Mesoscopic modeling approach and application based on rock thin slices and nanoindentation

Abstract

The current rock mesomechanics modeling methods have limitations such as imprecise characterization degrees and unreasonable parameter settings. A method for optimizing rock mesomechanical parameters was proposed based on the framework of the polycrystalline discrete element method. The modeling strategy was to characterize the geometric irregularity of mineral grains using the 3D Voronoi tessellation and distinguishing the inter‐ and intra‐granular characteristics by particle growth method. The optimization idea includes determining the mineral type and size distribution through quantitative analysis of thin sections and determining mineral strength through nanoindentation experiments. The method was applied to investigate the effect of mineral dissolution on rock mechanical properties.
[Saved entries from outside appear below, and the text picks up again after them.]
// slnenv-rs: Solution Environment loader
//
// SPDX-FileCopyrightText: 2026 Romeo Ahmed
// SPDX-License-Identifier: GPL-3.0-or-later

//! Entry point.
//!
//! ```text
//! cli::parse() --> Config --> Logging --> Command Dispatch
//!   Version | Options | Inis | Show | Run
//! ```

use std::io::IsTerminal;
use std::process::ExitCode;

use slnenv_rs::cli::{self, Command};
use slnenv_rs::cmd::config::{run_inis_command, run_options_command};
use slnenv_rs::cmd::run::run_run_command;
use slnenv_rs::cmd::show::run_show_command;
use slnenv_rs::config::Config;
use slnenv_rs::logging::{LogConfig, init_logging};

use mimalloc::MiMalloc;

#[global_allocator]
static GLOBAL: MiMalloc = MiMalloc;

#[tokio::main(flavor = "current_thread")]
async fn main() -> ExitCode {
    let cli = cli::parse();

    if matches!(cli.command, Some(Command::Version)) {
        handle_version_command();
        return ExitCode::SUCCESS;
    }

    let loader = match cli.global.config_loader() {
        Ok(loader) => loader,
        Err(e) => {
            eprintln!("Failed to load config: {e:#}");
            return ExitCode::FAILURE;
        }
    };
    let loaded_files = loader.format_loaded_files();
    let config = match loader.build() {
        Ok(config) => config,
        Err(e) => {
            eprintln!("Failed to load config: {e:#}");
            return ExitCode::FAILURE;
        }
    };

    let _log_guard = match init_logging(&build_log_config(&config)) {
        Ok(guard) => guard,
        Err(e) => {
            eprintln!("Failed to initialize logging: {e}");
            return ExitCode::FAILURE;
        }
    };

    dispatch_command(&cli, &config, &loaded_files).await
}

fn build_log_config(config: &Config) -> LogConfig {
    LogConfig::builder()
        .with_console_level(config.global.output_log_level)
        .with_file_level(config.global.file_log_level)
        .maybe_with_log_file(config.global.log_file.clone())
        .with_color(std::io::stderr().is_terminal())
        .build()
}

async fn dispatch_command(cli: &cli::Cli, config: &Config, loaded_files: &[String]) -> ExitCode {
    let result = match &cli.command {
        Some(Command::Version) => {
            handle_version_command();
            Ok(ExitCode::SUCCESS)
        }
        Some(Command::Options) => {
            run_options_command(config);
            Ok(ExitCode::SUCCESS)
        }
        Some(Command::Inis) => {
            run_inis_command(loaded_files);
            Ok(ExitCode::SUCCESS)
        }
        Some(Command::Show(args)) => run_show_command(args, config).map(|()| ExitCode::SUCCESS),
        Some(Command::Run(args)) => run_run_command(args, config).await,
        None => {
            eprintln!("No command specified. Use --help for usage information.");
            Err(anyhow::anyhow!("No command specified"))
        }
    };

    match result {
        Ok(code) => code,
        Err(e) => {
            eprintln!("Error: {e:#}");
            ExitCode::FAILURE
        }
    }
}

fn handle_version_command() {
    println!("{}", env!("CARGO_PKG_VERSION"));
}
The results indicated that digital images could quantitatively identify the mineral type, corresponding size distribution, and dissolution degree. Deterministic parameters obtained through nanoindentation experiments reduce the uncertainty of parameter calibration, thus improving the model's reliability. The application results indicated that the rock is more prone to deformation and damage with increased dissolution. The microcracks expand and connect with the original defects to form macroscopic cracks. The clustering of microcracks is more likely to occur between two adjacent relatively large local defects and further interconnect with the original local defects to form macroscopic destructive cracks.